Your result should be every line of the records below that contains the word "configured".
»»
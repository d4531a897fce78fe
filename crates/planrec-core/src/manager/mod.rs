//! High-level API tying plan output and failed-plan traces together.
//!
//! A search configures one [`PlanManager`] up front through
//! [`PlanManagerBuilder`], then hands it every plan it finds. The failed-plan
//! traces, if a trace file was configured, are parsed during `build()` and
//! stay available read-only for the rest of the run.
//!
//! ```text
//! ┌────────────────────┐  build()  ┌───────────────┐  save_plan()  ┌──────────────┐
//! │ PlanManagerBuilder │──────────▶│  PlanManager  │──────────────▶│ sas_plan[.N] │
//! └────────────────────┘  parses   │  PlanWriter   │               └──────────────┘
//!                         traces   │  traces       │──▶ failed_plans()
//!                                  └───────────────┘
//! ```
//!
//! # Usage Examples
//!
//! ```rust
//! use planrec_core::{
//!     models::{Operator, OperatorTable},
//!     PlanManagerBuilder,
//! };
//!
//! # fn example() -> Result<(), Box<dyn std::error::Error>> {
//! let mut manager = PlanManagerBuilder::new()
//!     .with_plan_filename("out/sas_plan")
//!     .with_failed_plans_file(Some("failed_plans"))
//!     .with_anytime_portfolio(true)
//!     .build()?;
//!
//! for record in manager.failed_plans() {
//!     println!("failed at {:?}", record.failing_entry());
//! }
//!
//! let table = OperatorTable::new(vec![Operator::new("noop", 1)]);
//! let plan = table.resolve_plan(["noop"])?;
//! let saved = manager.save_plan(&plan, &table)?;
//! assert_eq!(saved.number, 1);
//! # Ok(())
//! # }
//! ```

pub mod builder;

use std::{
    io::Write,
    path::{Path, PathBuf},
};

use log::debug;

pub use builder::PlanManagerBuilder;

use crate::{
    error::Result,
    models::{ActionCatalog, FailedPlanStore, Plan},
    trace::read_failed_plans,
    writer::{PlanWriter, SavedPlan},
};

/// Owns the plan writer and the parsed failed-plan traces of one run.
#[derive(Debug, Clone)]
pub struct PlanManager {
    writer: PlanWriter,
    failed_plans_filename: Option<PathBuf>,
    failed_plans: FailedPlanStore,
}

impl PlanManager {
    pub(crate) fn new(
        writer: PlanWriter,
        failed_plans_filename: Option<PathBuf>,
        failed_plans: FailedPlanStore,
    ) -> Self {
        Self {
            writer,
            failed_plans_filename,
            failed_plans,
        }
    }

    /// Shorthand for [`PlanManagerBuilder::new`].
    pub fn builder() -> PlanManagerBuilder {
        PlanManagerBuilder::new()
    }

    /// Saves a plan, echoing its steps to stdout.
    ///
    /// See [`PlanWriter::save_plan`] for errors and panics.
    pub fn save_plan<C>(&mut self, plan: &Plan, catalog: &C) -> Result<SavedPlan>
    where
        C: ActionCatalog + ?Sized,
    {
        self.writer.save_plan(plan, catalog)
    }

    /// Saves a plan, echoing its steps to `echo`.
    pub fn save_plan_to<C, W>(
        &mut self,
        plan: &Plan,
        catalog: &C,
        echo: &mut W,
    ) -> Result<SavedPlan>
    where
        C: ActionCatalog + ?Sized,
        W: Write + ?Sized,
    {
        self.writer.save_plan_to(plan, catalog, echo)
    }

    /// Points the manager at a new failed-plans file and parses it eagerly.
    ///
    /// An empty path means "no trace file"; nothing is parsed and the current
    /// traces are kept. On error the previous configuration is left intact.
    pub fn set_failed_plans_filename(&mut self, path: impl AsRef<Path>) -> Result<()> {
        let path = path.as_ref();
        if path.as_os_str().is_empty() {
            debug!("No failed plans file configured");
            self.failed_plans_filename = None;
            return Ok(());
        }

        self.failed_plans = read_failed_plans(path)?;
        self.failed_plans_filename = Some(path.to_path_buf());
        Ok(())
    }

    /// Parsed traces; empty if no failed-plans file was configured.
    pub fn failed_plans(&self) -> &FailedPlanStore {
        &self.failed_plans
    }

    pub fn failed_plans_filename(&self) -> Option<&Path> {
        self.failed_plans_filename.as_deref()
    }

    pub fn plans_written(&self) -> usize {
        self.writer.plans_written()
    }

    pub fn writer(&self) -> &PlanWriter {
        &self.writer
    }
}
««
**Answer space:**
//! traces, if a trace file was configured, are parsed during `build()` and
            debug!("No failed plans file configured");
    /// Parsed traces; empty if no failed-plans file was configured.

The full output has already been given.